Items listed in a dataset:
Start of Block

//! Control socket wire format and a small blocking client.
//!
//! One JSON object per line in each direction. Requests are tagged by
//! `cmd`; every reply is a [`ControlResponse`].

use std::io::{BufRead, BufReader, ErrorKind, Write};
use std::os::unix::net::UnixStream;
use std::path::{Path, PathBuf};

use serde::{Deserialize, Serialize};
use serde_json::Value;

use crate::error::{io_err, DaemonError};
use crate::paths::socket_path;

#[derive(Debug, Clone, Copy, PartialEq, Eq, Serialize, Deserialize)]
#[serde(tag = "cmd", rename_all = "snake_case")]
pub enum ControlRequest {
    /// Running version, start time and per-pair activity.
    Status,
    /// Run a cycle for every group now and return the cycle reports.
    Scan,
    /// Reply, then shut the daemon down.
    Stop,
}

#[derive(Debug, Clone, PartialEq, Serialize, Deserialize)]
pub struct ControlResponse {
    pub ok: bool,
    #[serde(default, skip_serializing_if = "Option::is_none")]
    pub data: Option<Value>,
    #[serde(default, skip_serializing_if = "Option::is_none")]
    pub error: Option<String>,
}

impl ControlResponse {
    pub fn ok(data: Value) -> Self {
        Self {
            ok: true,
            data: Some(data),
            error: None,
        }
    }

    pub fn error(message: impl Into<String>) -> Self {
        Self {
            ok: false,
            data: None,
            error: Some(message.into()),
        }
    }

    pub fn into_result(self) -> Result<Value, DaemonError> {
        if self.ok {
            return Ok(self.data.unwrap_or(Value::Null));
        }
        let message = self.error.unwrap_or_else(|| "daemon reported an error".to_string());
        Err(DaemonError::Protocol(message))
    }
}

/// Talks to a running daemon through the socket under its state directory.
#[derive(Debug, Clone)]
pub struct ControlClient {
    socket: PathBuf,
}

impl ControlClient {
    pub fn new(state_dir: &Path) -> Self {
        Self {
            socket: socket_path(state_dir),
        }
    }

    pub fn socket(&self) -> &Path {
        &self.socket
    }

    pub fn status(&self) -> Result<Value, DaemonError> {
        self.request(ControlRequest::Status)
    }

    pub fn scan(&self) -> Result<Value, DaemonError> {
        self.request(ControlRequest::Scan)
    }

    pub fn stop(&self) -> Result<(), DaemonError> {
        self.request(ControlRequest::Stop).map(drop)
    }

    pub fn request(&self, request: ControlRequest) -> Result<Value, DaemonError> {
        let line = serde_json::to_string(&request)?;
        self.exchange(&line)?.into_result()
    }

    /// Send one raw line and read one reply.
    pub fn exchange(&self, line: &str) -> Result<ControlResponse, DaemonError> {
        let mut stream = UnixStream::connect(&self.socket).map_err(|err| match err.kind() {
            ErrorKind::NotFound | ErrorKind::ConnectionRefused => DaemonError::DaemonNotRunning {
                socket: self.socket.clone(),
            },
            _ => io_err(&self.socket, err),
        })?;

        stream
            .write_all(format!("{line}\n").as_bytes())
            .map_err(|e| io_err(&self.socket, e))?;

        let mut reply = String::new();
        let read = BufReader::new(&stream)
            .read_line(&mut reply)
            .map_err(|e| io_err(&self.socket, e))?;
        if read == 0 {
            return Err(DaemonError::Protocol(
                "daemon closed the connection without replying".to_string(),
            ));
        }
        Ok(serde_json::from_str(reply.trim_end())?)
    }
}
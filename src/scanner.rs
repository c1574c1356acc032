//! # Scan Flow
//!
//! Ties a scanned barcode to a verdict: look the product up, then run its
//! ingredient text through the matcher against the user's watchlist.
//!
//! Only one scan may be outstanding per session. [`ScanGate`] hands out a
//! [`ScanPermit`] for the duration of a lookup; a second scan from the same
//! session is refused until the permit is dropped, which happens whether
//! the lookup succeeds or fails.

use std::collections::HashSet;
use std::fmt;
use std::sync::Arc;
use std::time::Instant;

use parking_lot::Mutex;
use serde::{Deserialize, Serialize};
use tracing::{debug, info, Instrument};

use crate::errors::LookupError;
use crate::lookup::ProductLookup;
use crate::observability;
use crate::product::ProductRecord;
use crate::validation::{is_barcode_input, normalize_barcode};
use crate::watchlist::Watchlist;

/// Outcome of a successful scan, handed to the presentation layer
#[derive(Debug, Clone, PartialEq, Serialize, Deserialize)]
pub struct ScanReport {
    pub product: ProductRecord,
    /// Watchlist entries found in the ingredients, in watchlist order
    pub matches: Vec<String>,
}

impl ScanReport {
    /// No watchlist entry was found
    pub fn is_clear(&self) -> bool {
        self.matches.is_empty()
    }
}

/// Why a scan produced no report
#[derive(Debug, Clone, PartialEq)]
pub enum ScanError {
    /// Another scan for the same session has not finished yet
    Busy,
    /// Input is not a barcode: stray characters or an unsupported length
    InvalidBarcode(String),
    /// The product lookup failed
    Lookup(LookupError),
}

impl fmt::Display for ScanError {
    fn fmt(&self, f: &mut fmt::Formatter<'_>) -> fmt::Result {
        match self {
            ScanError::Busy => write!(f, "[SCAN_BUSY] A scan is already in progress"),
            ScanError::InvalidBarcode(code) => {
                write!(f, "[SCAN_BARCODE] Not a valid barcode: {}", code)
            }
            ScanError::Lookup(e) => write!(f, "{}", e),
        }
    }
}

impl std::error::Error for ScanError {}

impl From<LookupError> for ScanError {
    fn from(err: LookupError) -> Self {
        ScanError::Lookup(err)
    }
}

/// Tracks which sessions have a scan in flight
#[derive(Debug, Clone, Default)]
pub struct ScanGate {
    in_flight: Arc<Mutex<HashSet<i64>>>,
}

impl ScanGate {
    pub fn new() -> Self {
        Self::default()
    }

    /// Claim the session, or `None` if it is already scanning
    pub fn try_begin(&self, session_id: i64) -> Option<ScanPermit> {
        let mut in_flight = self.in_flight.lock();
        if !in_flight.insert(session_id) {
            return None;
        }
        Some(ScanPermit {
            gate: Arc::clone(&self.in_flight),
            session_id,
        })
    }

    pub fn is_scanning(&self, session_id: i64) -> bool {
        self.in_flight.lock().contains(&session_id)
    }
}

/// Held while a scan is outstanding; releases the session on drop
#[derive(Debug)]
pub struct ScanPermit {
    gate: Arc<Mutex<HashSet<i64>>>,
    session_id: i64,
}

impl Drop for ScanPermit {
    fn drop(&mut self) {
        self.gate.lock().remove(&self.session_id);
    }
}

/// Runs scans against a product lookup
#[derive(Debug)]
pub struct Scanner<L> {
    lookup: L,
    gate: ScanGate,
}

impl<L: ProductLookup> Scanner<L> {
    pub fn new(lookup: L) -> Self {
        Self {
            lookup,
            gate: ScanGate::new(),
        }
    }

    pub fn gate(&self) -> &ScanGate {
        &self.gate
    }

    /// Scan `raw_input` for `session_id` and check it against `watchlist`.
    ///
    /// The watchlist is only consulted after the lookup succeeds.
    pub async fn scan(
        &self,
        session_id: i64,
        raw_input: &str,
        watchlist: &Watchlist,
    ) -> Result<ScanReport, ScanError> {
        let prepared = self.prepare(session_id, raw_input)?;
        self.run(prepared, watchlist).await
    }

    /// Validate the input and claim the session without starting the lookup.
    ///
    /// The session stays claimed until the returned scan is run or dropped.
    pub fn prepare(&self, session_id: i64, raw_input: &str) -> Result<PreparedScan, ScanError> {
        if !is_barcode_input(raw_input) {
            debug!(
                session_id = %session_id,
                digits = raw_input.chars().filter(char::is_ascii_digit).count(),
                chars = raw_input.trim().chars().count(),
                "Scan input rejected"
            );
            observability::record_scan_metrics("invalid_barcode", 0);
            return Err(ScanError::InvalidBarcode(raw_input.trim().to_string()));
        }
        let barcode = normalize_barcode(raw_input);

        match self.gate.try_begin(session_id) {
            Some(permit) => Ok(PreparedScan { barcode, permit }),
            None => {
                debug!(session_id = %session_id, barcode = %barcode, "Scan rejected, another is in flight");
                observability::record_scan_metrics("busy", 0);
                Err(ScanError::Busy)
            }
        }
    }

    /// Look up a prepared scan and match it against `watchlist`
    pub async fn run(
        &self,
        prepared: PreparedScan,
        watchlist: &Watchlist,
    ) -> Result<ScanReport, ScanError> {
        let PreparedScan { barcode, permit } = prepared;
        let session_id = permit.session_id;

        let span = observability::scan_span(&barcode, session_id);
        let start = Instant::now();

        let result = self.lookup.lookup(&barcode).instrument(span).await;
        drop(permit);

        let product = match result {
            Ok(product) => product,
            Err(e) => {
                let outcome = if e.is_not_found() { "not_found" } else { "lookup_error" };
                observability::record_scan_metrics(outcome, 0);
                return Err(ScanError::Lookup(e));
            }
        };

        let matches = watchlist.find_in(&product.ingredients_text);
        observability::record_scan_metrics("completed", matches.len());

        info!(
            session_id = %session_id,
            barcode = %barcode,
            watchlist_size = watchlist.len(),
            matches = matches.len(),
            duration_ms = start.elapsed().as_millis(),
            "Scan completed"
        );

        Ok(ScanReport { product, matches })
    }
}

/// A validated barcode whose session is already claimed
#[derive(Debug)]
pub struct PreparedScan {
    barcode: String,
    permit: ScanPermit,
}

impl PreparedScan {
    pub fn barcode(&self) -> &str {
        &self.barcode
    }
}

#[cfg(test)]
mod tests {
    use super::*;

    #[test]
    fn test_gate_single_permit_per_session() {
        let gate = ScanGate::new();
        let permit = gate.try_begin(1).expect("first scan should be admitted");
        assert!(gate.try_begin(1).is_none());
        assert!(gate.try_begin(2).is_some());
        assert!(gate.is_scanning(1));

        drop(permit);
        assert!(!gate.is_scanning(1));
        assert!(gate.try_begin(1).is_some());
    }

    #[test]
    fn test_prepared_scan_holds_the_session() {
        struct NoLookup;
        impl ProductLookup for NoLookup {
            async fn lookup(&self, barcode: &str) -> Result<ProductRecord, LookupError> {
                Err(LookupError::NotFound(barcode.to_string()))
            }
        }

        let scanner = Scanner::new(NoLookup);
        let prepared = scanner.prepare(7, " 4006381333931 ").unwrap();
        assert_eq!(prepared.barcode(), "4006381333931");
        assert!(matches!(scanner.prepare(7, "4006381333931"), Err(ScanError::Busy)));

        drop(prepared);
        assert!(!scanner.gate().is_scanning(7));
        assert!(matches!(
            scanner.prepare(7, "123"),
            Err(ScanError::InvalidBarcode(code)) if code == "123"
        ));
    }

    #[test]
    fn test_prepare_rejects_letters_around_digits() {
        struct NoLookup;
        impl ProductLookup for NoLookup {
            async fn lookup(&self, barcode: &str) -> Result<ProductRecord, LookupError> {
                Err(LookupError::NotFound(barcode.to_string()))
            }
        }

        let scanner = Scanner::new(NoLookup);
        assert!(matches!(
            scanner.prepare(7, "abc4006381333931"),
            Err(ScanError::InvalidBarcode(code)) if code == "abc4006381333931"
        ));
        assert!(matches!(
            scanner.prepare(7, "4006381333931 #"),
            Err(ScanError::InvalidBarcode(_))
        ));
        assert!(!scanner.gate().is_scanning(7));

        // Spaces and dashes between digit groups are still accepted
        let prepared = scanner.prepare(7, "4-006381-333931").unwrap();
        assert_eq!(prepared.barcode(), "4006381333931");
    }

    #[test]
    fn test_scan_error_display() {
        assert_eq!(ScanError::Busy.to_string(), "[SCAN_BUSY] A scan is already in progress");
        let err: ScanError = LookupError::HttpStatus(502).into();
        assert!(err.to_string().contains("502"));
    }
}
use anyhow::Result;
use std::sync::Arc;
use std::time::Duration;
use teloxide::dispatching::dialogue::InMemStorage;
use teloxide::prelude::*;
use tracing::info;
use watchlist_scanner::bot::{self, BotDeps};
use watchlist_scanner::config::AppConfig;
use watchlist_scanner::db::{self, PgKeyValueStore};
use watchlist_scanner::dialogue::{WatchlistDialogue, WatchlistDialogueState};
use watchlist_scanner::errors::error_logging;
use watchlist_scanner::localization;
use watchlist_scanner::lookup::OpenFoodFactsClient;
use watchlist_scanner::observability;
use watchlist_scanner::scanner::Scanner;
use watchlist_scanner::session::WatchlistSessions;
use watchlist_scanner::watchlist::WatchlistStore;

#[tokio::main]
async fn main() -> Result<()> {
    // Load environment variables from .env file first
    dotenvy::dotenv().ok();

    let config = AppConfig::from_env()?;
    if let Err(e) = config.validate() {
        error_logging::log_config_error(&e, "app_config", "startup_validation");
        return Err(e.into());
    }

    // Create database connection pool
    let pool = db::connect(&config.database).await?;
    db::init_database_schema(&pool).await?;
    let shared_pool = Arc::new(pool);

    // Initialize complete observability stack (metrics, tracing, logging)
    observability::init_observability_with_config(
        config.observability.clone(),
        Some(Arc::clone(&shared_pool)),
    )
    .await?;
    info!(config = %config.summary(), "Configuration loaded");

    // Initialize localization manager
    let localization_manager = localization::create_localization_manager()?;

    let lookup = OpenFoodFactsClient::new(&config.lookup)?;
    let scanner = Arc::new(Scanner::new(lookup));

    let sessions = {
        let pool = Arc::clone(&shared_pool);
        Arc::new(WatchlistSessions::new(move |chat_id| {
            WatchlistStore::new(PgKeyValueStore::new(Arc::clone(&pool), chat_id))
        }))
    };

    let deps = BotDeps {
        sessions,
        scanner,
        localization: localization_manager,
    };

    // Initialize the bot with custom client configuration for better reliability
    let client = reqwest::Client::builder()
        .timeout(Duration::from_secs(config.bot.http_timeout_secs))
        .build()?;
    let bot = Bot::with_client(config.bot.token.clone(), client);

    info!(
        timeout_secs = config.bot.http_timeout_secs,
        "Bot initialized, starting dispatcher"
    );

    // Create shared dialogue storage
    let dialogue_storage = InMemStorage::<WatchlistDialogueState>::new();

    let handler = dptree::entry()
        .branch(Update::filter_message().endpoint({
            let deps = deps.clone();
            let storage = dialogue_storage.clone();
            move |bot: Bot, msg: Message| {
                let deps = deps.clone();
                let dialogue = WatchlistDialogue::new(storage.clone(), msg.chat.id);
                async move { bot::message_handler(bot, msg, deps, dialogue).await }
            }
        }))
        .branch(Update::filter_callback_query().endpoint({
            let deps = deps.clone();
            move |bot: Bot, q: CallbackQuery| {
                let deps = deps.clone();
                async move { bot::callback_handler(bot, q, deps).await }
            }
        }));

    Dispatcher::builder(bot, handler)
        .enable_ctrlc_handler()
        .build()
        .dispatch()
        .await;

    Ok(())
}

End of Block
Start of Block

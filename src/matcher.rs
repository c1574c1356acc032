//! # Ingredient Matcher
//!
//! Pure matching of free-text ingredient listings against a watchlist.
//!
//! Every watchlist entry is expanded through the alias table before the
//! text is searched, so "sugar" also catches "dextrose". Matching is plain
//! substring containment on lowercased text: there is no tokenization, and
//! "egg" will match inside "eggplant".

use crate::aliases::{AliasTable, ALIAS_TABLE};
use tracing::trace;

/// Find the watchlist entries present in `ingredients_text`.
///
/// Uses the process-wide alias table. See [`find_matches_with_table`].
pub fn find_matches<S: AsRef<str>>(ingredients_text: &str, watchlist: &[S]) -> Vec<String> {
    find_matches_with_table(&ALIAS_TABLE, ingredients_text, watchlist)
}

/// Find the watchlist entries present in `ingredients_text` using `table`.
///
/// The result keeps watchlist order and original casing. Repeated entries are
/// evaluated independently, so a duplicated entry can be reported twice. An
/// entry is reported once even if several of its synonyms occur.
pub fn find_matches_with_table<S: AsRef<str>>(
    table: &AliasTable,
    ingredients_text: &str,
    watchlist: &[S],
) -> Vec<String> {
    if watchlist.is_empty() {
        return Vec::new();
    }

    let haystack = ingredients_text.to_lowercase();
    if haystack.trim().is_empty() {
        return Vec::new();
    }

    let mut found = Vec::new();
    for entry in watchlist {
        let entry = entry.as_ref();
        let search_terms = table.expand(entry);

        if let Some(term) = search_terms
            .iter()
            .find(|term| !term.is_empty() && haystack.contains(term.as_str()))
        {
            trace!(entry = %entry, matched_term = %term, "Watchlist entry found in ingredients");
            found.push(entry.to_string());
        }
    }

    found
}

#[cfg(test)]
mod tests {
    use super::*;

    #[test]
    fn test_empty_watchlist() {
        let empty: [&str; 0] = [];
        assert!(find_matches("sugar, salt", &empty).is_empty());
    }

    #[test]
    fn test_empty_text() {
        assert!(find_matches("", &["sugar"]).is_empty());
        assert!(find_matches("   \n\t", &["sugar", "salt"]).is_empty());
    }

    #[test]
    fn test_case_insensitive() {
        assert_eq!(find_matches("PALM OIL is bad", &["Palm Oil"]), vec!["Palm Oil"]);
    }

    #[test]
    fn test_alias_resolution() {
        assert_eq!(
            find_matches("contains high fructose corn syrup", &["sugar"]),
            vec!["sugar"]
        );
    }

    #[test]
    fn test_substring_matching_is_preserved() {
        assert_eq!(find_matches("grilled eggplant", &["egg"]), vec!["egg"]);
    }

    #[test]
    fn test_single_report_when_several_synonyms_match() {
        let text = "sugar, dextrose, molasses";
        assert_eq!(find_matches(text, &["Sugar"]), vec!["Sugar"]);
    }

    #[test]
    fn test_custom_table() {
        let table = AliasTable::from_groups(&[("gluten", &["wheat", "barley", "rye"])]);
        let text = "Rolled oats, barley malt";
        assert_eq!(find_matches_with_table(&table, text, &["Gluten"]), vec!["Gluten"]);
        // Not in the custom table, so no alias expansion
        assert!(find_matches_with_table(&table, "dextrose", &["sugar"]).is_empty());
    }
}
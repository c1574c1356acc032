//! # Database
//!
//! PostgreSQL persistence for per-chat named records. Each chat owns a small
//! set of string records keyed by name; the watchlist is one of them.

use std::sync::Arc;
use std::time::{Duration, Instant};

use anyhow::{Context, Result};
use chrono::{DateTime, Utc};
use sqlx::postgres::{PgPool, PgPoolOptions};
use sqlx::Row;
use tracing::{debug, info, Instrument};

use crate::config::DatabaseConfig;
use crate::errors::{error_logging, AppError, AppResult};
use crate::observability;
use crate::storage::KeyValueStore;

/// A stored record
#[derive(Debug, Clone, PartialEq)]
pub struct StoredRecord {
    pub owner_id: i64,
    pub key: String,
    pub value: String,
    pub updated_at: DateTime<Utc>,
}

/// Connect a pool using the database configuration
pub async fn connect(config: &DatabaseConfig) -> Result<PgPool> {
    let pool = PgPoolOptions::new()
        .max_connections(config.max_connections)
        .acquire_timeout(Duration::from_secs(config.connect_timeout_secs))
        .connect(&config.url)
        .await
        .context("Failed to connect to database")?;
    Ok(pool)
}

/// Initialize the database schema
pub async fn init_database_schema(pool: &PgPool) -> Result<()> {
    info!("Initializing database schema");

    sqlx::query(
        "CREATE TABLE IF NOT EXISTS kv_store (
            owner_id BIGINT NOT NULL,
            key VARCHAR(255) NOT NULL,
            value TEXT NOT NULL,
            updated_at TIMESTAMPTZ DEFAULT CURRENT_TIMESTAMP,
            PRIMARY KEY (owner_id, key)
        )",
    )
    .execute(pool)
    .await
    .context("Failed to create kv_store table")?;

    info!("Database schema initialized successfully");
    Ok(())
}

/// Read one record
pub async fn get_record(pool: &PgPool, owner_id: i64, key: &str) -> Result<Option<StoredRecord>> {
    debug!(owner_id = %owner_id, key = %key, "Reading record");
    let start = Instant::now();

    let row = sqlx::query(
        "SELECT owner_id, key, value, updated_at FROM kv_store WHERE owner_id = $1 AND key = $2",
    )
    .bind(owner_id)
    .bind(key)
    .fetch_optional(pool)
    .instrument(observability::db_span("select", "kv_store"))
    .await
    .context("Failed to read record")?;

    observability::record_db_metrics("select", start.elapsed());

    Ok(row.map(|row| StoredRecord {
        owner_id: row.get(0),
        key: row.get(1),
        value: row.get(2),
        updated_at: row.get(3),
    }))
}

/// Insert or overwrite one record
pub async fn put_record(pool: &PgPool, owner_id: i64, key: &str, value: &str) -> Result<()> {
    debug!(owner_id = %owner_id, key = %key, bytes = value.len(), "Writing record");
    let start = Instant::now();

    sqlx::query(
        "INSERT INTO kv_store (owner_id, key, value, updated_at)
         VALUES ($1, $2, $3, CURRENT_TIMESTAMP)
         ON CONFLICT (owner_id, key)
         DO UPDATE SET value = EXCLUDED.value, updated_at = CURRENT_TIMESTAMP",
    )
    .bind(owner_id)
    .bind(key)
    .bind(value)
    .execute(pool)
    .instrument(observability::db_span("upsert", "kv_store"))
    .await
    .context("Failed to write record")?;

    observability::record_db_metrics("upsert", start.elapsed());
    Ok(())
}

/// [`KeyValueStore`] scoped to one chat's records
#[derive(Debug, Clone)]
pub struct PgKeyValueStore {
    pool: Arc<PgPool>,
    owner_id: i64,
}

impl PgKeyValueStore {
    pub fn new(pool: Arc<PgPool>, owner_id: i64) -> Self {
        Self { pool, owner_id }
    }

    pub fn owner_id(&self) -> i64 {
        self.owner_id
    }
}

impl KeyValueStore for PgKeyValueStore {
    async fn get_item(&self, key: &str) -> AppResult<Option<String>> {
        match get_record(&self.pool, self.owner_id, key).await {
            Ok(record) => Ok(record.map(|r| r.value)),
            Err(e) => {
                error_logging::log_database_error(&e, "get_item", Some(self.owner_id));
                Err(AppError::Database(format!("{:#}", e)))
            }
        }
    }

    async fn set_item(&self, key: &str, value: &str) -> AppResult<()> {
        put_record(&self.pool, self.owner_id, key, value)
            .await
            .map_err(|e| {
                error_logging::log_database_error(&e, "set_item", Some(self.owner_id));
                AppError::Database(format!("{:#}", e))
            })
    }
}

End of Block

## [What to do]
What you give back must be the stretch above, starting at the line with "let scanner = Arc::new(Scanner::new(lookup));" and ending at the line with "let deps = BotDeps", copied exactly.

## [Your response]
    let scanner = Arc::new(Scanner::new(lookup));

    let sessions = {
        let pool = Arc::clone(&shared_pool);
        Arc::new(WatchlistSessions::new(move |chat_id| {
            WatchlistStore::new(PgKeyValueStore::new(Arc::clone(&pool), chat_id))
        }))
    };

    let deps = BotDeps {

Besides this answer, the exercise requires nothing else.